**TASK DESCRIPTION**:
An exact reproduction of all the entries is the expected answer.

Saved data entries
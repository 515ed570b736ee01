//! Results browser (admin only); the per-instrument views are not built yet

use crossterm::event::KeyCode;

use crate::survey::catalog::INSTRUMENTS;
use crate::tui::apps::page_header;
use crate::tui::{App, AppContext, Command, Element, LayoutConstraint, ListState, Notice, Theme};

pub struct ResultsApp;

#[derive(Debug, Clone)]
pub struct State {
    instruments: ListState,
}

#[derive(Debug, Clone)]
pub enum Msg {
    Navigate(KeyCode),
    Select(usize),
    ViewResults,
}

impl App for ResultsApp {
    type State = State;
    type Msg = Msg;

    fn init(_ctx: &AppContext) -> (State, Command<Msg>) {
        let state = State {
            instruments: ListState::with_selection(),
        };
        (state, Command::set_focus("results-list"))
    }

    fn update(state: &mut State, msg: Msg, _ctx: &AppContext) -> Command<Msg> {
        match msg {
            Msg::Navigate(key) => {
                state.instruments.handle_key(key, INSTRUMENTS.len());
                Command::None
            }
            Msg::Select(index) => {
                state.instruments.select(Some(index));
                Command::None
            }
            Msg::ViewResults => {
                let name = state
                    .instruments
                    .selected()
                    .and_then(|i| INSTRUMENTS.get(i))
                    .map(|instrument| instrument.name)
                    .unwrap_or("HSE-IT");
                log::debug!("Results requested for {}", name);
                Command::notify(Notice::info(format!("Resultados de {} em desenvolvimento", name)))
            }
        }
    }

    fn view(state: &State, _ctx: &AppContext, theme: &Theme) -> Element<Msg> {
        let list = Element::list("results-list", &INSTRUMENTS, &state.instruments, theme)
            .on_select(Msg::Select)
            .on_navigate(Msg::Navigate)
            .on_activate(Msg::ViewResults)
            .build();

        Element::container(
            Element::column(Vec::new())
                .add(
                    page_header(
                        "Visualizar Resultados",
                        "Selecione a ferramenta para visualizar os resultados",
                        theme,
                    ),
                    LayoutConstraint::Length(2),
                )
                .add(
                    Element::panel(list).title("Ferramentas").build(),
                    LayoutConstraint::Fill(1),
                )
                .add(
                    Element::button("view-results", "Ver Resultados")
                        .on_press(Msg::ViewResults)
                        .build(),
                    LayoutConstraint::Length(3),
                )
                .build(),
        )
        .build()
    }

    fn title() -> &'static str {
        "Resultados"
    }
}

**RESULT FOR THIS TASK**:
repository 515ed570b736ee01
//! Results browser (admin only); the per-instrument views are not built yet

use crossterm::event::KeyCode;

use crate::survey::catalog::INSTRUMENTS;
use crate::tui::apps::page_header;
use crate::tui::{App, AppContext, Command, Element, LayoutConstraint, ListState, Notice, Theme};

pub struct ResultsApp;

#[derive(Debug, Clone)]
pub struct State {
    instruments: ListState,
}

#[derive(Debug, Clone)]
pub enum Msg {
    Navigate(KeyCode),
    Select(usize),
    ViewResults,
}

impl App for ResultsApp {
    type State = State;
    type Msg = Msg;

    fn init(_ctx: &AppContext) -> (State, Command<Msg>) {
        let state = State {
            instruments: ListState::with_selection(),
        };
        (state, Command::set_focus("results-list"))
    }

    fn update(state: &mut State, msg: Msg, _ctx: &AppContext) -> Command<Msg> {
        match msg {
            Msg::Navigate(key) => {
                state.instruments.handle_key(key, INSTRUMENTS.len());
                Command::None
            }
            Msg::Select(index) => {
                state.instruments.select(Some(index));
                Command::None
            }
            Msg::ViewResults => {
                let name = state
                    .instruments
                    .selected()
                    .and_then(|i| INSTRUMENTS.get(i))
                    .map(|instrument| instrument.name)
                    .unwrap_or("HSE-IT");
                log::debug!("Results requested for {}", name);
                Command::notify(Notice::info(format!("Resultados de {} em desenvolvimento", name)))
            }
        }
    }

    fn view(state: &State, _ctx: &AppContext, theme: &Theme) -> Element<Msg> {
        let list = Element::list("results-list", &INSTRUMENTS, &state.instruments, theme)
            .on_select(Msg::Select)
            .on_navigate(Msg::Navigate)
            .on_activate(Msg::ViewResults)
            .build();

        Element::container(
            Element::column(Vec::new())
                .add(
                    page_header(
                        "Visualizar Resultados",
                        "Selecione a ferramenta para visualizar os resultados",
                        theme,
                    ),
                    LayoutConstraint::Length(2),
                )
                .add(
                    Element::panel(list).title("Ferramentas").build(),
                    LayoutConstraint::Fill(1),
                )
                .add(
                    Element::button("view-results", "Ver Resultados")
                        .on_press(Msg::ViewResults)
                        .build(),
                    LayoutConstraint::Length(3),
                )
                .build(),
        )
        .build()
    }

    fn title() -> &'static str {
        "Resultados"
    }
}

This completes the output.